Across the entries, count the lines that include "config" and report only that number.

───

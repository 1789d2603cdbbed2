//! Reservation API crawls and booking
//!
//! The reservation API pages with `page`/`per_page` starting at 1 and
//! reports `has_next`, so every crawl here uses the cursor plan.

use super::{ScenarioContext, TaskOutcome};
use crate::engine::{
    EmitVisitor, HttpPageSource, ItemContext, ItemOutcome, ItemVisitor, TraversalReport,
};
use crate::envelope;
use crate::envelope::fields::{self, CREATED_AT_KEYS, UPDATED_AT_KEYS};
use crate::error::Result;
use crate::generators;
use crate::retry::retry_transient;
use crate::types::Record;
use async_trait::async_trait;
use chrono::Utc;
use serde_json::Value;
use tracing::{error, info, warn};

pub const AVAILABILITY_PATH: &str = "/reservationApi/v1/allMotels";
pub const BOOKINGS_PATH: &str = "/reservationApi/v1/allbookings";
pub const RESERVATION_PATH: &str = "/reservationApi/v1/reservation";

/// Price as a number, when it parses as one
fn price_num(record: &Record) -> Option<f64> {
    match record.get("price")? {
        Value::Number(n) => n.as_f64(),
        Value::String(s) => s.trim().parse().ok(),
        _ => None,
    }
}

/// Log every availability record
pub async fn reservation_all_motels(ctx: &ScenarioContext) -> Result<TraversalReport> {
    let source = HttpPageSource::new(&ctx.client, AVAILABILITY_PATH);
    let mut visitor = EmitVisitor::new(|item: &Record, at: &ItemContext| {
        info!(
            event = "reservation_availability",
            page = at.page_index,
            room_type = fields::str_field(item, "room_type"),
            price = fields::str_field(item, "price"),
            price_num = price_num(item),
            date = fields::str_field(item, "date"),
            status = fields::str_field(item, "status"),
            available_room_number = fields::str_field(item, "available_room_number"),
            motel_id = fields::str_field(item, "motel_id"),
            motel_chain_id = fields::str_field(item, "motel_chain_id"),
            motel_room_category_id = fields::str_field(item, "motel_room_category_id"),
        );
    });

    let report = ctx
        .engine(&source, ctx.reservation_plan())
        .run(&mut visitor)
        .await?;
    info!(
        event = "reservation_all_motels_done",
        pages_visited = report.pages_visited,
        total_records_logged = report.items_emitted,
    );
    Ok(report)
}

/// Log every booking
pub async fn reservation_all_bookings(ctx: &ScenarioContext) -> Result<TraversalReport> {
    let source = HttpPageSource::new(&ctx.client, BOOKINGS_PATH);
    let mut visitor = EmitVisitor::new(|booking: &Record, at: &ItemContext| {
        info!(
            event = "reservation_booking",
            page = at.page_index,
            motel_room_category_name = fields::str_field(booking, "motel_room_category_name"),
            motel_reservation_id = fields::str_field(booking, "motel_reservation_id"),
            status = fields::str_field(booking, "status"),
            price = fields::str_field(booking, "price"),
            check_in = fields::str_field(booking, "check_in"),
            check_out = fields::str_field(booking, "check_out"),
        );
    });

    let report = ctx
        .engine(&source, ctx.reservation_plan())
        .run(&mut visitor)
        .await?;
    info!(
        event = "reservation_all_bookings_done",
        pages_visited = report.pages_visited,
        total_records_logged = report.items_emitted,
    );
    Ok(report)
}

// ============================================================================
// Search Then Act
// ============================================================================

/// Stops the crawl at the first record satisfying `pick`
struct FirstMatch<F> {
    pick: F,
    found: Option<Record>,
}

impl<F> FirstMatch<F>
where
    F: Fn(&Record) -> bool + Send + Sync,
{
    fn new(pick: F) -> Self {
        Self { pick, found: None }
    }
}

#[async_trait]
impl<F> ItemVisitor for FirstMatch<F>
where
    F: Fn(&Record) -> bool + Send + Sync,
{
    fn accept(&self, record: &Record) -> bool {
        (self.pick)(record)
    }

    async fn visit(&mut self, record: &Record, _ctx: &ItemContext) -> Result<ItemOutcome> {
        self.found = Some(record.clone());
        Ok(ItemOutcome::one_emitted().then_stop())
    }
}

fn booking_ids(booking: &Record) -> Option<(String, String)> {
    Some((
        fields::str_field(booking, "motel_id")?,
        fields::str_field(booking, "motel_chain_id")?,
    ))
}

/// Pick the first booking carrying both ids, then list that motel's reservations
pub async fn reservation_by_ids(ctx: &ScenarioContext) -> Result<TaskOutcome> {
    let source = HttpPageSource::new(&ctx.client, BOOKINGS_PATH);
    let mut search = FirstMatch::new(|booking: &Record| booking_ids(booking).is_some());
    let report = ctx
        .engine(&source, ctx.reservation_plan())
        .run(&mut search)
        .await?;

    let Some((motel_id, motel_chain_id)) = search.found.as_ref().and_then(booking_ids) else {
        error!(event = "reservation_ids_not_found", pages_scanned = report.pages_visited);
        return Ok(TaskOutcome::Search {
            search: report,
            found: false,
            emitted: 0,
            failed: 0,
        });
    };
    info!(
        event = "reservation_ids_selected",
        motel_id = %motel_id,
        motel_chain_id = %motel_chain_id,
    );

    let query = vec![
        ("motel_id".to_string(), motel_id),
        ("motel_chain_id".to_string(), motel_chain_id),
    ];
    let body = retry_transient(&ctx.retry, RESERVATION_PATH, || {
        ctx.client.get_json(RESERVATION_PATH, &query)
    })
    .await?;

    let items = envelope::data(&body)
        .and_then(Value::as_array)
        .map(Vec::as_slice)
        .unwrap_or_default();
    for it in items {
        info!(
            event = "reservation_by_ids",
            motel_reservation_id = fields::str_field(it, "motel_reservation_id"),
            motel_id = fields::str_field(it, "motel_id"),
            motel_chain_id = fields::str_field(it, "motel_chain_id"),
            motel_room_category_id = fields::str_field(it, "motel_room_category_id"),
            motel_room_category_name = fields::str_field(it, "motel_room_category_name"),
            price = fields::str_field(it, "price"),
            status = fields::str_field(it, "status"),
            name = fields::str_field(it, "name"),
            email = fields::str_field(it, "email"),
            check_in = fields::str_field(it, "check_in"),
            check_out = fields::str_field(it, "check_out"),
            created_at = fields::text(it, &["created_at", "createdAt"]),
            updated_at = fields::text(it, &["updated_at", "updatedAt"]),
        );
    }
    info!(event = "reservation_by_ids_done", total_records_logged = items.len());

    Ok(TaskOutcome::Search {
        search: report,
        found: true,
        emitted: items.len() as u64,
        failed: 0,
    })
}

/// Book one night in the first bookable availability record
pub async fn reservation_from_availability(ctx: &ScenarioContext) -> Result<TaskOutcome> {
    let config = &ctx.config.reservations;
    let source = HttpPageSource::new(&ctx.client, AVAILABILITY_PATH);
    let mut search =
        FirstMatch::new(|candidate: &Record| generators::is_bookable(candidate, config));
    let report = ctx
        .engine(&source, ctx.reservation_plan())
        .run(&mut search)
        .await?;

    let Some(candidate) = search.found else {
        warn!(event = "no_candidate_found", pages_scanned = report.pages_visited);
        error!(event = "reservation_candidate_none");
        return Ok(TaskOutcome::Search {
            search: report,
            found: false,
            emitted: 0,
            failed: 0,
        });
    };

    let payload = generators::reservation_payload(&candidate, config, Utc::now().date_naive());
    let posted = retry_transient(&ctx.retry, RESERVATION_PATH, || {
        ctx.client.post_json(RESERVATION_PATH, &payload)
    })
    .await;

    let (emitted, failed) = match posted {
        Ok(reply) => {
            let created = envelope::created_record(&reply);
            info!(
                event = "reservation_created",
                motel_reservation_id = fields::text(created, &["motel_reservation_id", "id"]),
                created_at = fields::text(created, CREATED_AT_KEYS),
                updated_at = fields::text(created, UPDATED_AT_KEYS),
                motel_id = fields::str_field(&payload, "motel_id"),
                motel_chain_id = fields::str_field(&payload, "motel_chain_id"),
                motel_room_category_id = fields::str_field(&payload, "motel_room_category_id"),
                motel_room_category_name = fields::str_field(&payload, "motel_room_category_name"),
                price = fields::str_field(&payload, "price"),
                check_in = fields::str_field(&payload, "check_in"),
                check_out = fields::str_field(&payload, "check_out"),
            );
            (1, 0)
        }
        Err(err) => {
            error!(
                event = "reservation_create_failed",
                http_status = err.status(),
                error = %err,
                payload = %payload,
            );
            (0, 1)
        }
    };

    Ok(TaskOutcome::Search {
        search: report,
        found: true,
        emitted,
        failed,
    })
}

───

_RESULT_
3